What the task requires:
Across the records, count every line that includes "EngineCache" and give the number by itself.

[Saved entries]
══════════════════════════════
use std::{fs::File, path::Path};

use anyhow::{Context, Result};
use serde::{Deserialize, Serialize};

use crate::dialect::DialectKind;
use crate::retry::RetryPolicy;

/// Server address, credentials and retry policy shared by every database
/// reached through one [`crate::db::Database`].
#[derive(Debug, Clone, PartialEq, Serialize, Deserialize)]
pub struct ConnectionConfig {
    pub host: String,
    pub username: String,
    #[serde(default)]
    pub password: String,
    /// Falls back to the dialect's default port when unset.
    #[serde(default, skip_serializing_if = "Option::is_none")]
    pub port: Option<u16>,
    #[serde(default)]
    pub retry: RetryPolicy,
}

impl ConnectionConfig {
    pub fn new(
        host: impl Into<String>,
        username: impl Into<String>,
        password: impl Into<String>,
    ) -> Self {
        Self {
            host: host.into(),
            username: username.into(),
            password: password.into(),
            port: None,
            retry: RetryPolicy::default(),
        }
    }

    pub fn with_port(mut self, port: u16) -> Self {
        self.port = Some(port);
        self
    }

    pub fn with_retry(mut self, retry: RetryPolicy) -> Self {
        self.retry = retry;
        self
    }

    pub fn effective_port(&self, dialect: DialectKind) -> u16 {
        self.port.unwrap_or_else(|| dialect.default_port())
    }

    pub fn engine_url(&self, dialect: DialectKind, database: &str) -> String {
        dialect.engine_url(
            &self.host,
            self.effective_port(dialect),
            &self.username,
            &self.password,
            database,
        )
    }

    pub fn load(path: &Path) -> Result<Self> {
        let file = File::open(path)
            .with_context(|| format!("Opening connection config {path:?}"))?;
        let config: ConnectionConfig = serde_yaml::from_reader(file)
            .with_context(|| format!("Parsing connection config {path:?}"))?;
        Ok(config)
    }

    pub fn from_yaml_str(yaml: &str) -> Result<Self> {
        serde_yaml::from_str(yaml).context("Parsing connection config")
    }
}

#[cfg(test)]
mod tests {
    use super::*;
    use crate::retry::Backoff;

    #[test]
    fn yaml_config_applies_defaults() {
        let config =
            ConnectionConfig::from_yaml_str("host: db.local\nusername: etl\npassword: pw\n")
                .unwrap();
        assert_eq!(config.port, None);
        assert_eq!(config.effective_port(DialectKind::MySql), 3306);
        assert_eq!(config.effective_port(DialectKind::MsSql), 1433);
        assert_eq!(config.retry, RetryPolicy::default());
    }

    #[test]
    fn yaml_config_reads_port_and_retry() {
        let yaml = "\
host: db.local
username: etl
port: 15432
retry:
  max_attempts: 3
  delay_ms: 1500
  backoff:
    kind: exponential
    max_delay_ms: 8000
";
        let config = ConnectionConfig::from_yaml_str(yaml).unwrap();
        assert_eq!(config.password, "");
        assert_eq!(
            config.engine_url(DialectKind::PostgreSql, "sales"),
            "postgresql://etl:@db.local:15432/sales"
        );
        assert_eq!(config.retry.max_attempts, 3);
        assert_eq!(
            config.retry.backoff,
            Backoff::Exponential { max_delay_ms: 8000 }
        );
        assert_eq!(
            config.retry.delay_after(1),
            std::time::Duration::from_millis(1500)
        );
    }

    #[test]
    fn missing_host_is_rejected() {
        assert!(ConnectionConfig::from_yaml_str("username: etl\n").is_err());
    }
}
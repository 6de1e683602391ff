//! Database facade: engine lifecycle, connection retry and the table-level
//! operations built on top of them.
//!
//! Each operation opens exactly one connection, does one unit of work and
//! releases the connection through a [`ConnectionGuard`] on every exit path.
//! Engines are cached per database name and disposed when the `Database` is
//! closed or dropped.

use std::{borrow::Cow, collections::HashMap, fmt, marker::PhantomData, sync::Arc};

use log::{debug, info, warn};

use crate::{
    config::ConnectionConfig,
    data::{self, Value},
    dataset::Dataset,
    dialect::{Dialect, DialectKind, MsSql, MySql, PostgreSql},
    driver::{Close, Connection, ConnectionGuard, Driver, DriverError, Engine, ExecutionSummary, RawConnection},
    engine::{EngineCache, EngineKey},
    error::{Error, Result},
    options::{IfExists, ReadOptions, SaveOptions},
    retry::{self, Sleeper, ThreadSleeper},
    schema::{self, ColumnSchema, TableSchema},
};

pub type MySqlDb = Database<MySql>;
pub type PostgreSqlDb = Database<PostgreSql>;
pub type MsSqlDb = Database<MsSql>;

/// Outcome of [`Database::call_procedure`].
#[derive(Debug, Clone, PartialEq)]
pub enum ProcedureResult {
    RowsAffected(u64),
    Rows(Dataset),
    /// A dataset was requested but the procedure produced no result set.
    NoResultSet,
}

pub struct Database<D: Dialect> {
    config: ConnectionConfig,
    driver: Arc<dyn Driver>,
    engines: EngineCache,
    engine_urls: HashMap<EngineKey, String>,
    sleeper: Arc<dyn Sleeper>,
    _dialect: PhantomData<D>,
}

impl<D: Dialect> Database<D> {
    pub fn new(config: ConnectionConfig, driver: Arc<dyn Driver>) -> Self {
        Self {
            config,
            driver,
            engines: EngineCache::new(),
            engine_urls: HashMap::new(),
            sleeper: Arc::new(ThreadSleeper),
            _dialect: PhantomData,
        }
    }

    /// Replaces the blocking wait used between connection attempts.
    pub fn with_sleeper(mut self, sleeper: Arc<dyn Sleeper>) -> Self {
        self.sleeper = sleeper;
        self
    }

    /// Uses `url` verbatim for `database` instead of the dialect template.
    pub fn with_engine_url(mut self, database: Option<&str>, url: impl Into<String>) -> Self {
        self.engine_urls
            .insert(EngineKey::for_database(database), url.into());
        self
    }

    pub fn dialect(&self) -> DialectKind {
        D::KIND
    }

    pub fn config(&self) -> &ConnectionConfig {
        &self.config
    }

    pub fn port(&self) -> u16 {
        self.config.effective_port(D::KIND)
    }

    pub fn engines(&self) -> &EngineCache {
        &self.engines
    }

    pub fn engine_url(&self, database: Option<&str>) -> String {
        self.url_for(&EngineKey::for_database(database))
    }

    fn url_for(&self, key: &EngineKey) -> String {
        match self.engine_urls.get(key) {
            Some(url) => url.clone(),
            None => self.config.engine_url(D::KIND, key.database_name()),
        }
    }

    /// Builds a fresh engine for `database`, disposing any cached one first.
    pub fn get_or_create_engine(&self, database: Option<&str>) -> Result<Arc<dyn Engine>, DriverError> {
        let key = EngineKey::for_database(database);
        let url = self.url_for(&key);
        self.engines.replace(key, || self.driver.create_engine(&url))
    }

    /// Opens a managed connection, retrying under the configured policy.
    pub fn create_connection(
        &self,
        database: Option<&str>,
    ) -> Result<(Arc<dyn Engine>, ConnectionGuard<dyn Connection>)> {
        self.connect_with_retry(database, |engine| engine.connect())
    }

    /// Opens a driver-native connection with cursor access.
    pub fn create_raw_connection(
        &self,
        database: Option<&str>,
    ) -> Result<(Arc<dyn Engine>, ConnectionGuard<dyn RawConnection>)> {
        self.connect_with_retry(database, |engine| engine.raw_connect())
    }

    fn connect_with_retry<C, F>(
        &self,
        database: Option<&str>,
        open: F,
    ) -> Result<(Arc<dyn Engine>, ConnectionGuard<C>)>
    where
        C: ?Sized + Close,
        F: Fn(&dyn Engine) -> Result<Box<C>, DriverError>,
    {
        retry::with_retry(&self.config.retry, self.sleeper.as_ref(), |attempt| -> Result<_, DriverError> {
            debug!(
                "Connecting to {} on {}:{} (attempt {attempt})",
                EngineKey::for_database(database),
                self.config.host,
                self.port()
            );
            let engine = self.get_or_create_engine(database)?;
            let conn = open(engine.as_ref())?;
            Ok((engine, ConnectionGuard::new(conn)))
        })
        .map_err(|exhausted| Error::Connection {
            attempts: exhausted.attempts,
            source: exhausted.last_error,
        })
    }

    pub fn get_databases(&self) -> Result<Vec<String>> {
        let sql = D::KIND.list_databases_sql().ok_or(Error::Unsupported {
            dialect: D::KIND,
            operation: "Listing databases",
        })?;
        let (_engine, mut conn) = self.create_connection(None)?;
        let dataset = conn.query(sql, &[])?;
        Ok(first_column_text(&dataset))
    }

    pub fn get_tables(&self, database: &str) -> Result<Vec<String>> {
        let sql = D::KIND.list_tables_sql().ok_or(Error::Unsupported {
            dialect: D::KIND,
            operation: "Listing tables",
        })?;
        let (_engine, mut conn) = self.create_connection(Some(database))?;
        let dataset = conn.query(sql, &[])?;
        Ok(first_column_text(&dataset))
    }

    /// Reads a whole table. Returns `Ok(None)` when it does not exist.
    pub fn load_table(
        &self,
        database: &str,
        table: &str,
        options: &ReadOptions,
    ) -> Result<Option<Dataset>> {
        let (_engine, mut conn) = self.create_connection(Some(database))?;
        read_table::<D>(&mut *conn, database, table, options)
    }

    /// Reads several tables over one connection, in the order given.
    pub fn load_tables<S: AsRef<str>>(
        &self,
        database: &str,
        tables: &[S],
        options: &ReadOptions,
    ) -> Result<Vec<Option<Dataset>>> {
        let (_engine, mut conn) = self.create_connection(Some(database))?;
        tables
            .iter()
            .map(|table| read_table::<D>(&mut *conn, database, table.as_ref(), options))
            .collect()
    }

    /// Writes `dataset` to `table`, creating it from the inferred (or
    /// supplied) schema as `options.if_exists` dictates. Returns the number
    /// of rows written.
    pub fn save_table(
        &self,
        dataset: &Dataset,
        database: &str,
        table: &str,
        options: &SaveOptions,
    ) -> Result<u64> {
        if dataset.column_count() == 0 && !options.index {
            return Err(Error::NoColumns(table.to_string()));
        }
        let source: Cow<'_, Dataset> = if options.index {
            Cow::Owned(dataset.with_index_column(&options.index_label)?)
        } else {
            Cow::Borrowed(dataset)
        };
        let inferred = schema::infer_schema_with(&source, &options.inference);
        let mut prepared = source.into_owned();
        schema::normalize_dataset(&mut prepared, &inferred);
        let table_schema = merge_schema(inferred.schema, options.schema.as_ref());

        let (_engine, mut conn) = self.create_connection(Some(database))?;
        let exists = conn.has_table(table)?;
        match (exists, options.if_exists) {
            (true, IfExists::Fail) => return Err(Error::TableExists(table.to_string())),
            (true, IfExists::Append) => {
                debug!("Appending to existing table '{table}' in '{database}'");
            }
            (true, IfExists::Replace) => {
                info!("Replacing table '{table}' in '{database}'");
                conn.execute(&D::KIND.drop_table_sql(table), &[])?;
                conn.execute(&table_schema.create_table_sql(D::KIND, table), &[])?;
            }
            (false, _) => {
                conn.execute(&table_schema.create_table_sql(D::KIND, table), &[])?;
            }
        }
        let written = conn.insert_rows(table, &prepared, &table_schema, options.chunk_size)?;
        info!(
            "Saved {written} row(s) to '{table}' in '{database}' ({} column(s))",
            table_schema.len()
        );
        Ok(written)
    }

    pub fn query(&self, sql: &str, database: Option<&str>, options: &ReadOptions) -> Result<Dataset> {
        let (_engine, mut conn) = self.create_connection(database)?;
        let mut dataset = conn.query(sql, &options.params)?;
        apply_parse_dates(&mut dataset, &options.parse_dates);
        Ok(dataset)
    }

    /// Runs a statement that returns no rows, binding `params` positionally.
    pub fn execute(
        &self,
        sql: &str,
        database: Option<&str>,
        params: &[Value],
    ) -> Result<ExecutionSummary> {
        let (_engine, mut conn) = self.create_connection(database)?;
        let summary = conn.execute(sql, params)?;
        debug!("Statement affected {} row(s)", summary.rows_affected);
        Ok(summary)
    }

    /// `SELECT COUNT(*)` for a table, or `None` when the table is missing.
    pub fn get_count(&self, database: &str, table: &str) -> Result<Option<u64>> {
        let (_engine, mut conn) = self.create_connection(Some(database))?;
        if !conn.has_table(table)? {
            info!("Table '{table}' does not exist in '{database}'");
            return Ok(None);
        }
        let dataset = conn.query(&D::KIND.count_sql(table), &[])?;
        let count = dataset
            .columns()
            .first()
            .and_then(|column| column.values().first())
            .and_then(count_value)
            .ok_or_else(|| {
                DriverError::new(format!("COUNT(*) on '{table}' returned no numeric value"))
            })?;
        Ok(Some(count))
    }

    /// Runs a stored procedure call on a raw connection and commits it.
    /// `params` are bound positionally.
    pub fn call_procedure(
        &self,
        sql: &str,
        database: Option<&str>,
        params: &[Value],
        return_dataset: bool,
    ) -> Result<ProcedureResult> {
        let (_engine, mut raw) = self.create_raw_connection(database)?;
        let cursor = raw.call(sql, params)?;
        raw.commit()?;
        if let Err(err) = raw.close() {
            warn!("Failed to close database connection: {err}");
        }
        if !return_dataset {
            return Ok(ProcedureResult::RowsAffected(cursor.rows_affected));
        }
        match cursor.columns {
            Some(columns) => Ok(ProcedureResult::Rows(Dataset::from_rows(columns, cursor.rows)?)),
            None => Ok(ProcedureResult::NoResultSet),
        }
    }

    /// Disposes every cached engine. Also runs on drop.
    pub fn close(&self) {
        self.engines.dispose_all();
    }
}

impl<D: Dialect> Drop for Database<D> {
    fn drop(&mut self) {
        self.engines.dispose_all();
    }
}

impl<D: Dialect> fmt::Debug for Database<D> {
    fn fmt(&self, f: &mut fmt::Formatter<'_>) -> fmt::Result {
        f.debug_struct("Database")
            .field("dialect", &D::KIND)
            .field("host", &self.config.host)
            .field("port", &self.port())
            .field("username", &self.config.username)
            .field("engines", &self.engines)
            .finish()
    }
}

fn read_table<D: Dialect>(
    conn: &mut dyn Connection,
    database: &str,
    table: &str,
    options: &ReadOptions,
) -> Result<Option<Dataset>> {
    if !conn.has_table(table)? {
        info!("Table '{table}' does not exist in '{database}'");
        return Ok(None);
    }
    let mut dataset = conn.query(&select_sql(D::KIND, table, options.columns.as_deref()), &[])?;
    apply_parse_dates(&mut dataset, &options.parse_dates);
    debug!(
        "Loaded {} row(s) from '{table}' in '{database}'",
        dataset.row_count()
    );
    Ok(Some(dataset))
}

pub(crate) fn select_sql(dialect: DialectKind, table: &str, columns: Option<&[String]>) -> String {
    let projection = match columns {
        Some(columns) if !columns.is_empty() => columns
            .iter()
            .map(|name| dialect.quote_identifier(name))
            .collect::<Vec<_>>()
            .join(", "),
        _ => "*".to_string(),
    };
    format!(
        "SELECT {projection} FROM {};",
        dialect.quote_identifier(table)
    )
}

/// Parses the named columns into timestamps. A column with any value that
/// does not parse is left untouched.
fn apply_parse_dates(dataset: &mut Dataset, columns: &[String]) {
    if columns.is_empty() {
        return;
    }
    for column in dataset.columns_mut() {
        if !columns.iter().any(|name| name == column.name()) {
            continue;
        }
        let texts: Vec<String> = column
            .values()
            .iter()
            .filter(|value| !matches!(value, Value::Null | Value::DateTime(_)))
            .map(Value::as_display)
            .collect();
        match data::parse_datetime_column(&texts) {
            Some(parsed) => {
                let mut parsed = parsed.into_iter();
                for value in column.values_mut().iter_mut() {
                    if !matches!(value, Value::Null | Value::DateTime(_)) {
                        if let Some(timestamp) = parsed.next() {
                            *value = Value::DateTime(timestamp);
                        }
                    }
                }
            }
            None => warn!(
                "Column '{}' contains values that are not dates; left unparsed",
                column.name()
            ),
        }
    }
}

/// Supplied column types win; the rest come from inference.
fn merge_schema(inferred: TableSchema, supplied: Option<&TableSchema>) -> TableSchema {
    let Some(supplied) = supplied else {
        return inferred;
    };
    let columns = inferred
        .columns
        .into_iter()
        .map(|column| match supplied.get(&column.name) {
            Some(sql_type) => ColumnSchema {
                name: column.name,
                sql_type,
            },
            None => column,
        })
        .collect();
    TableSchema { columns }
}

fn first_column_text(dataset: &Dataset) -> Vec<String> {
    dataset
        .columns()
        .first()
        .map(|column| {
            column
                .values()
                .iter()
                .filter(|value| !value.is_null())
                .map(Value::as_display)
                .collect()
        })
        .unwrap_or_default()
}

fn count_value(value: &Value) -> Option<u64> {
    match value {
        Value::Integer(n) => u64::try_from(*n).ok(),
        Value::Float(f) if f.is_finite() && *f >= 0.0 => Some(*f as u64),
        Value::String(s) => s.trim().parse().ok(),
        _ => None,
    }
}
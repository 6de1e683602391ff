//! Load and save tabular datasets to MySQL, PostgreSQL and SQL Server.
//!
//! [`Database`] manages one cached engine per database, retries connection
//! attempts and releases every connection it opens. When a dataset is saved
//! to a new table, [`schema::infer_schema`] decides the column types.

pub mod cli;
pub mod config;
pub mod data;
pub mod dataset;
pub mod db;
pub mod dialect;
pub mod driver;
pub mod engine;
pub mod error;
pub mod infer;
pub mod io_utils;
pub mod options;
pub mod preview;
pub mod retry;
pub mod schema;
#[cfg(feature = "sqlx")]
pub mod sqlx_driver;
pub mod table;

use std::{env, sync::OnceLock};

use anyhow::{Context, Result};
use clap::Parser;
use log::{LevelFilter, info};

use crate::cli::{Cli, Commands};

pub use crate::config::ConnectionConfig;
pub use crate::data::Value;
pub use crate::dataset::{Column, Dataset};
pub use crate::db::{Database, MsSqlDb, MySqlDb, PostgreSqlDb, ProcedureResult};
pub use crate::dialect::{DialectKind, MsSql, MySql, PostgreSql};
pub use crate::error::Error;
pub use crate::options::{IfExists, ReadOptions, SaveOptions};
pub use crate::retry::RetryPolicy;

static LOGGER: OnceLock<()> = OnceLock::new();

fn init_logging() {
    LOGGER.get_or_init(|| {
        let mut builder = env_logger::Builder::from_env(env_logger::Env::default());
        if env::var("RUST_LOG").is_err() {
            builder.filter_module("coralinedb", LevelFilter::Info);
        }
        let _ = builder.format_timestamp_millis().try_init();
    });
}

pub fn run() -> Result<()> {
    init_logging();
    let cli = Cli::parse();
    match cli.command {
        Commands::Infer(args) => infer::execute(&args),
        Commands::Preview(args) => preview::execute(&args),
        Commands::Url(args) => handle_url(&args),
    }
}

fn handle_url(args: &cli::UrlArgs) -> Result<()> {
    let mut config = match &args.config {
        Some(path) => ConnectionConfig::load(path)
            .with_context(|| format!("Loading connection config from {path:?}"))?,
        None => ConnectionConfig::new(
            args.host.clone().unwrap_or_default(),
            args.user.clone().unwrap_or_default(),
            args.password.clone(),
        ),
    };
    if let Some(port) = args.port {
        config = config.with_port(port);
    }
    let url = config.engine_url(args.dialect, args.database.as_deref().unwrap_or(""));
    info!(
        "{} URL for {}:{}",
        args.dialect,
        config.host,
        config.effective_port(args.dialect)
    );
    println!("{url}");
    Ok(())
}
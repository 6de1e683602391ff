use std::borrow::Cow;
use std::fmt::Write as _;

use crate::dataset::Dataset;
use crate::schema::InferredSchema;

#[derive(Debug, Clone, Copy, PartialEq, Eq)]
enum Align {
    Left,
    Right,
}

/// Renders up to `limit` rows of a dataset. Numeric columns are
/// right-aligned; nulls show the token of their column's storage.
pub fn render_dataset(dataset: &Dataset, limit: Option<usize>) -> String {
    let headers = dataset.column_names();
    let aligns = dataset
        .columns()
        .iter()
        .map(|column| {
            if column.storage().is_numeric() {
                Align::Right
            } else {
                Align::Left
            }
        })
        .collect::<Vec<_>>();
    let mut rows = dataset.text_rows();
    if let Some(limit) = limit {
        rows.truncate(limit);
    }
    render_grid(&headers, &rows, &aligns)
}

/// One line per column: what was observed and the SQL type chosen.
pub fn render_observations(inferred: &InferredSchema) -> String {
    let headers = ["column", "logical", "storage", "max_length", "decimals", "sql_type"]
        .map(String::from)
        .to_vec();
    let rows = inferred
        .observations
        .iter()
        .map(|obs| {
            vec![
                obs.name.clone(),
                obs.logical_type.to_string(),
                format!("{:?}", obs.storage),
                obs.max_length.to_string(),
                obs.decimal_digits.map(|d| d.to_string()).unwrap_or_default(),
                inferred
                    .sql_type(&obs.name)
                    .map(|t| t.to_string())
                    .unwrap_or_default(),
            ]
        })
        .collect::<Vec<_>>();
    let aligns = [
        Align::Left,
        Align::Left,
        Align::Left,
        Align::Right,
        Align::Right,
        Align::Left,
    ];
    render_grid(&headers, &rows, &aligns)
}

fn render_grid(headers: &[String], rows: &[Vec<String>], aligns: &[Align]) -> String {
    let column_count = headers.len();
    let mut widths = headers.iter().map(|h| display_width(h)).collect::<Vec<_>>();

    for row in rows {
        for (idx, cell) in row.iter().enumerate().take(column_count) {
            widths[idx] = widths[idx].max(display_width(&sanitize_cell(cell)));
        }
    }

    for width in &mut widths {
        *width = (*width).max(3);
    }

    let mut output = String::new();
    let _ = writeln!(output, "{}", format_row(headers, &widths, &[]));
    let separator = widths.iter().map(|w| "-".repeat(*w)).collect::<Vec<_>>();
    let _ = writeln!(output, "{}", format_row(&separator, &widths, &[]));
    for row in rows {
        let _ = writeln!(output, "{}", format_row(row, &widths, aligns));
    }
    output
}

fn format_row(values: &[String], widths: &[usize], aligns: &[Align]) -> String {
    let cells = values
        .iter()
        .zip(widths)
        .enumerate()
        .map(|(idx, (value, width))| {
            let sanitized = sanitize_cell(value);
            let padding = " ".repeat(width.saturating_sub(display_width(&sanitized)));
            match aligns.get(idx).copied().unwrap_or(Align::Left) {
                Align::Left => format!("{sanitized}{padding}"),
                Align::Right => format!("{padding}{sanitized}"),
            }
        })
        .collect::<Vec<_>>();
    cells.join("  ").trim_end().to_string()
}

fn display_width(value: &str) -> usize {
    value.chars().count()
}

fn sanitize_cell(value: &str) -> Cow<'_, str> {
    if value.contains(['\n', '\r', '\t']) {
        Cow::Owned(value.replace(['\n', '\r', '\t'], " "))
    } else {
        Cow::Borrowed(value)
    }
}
══════════════════════════════
Exercise response:
4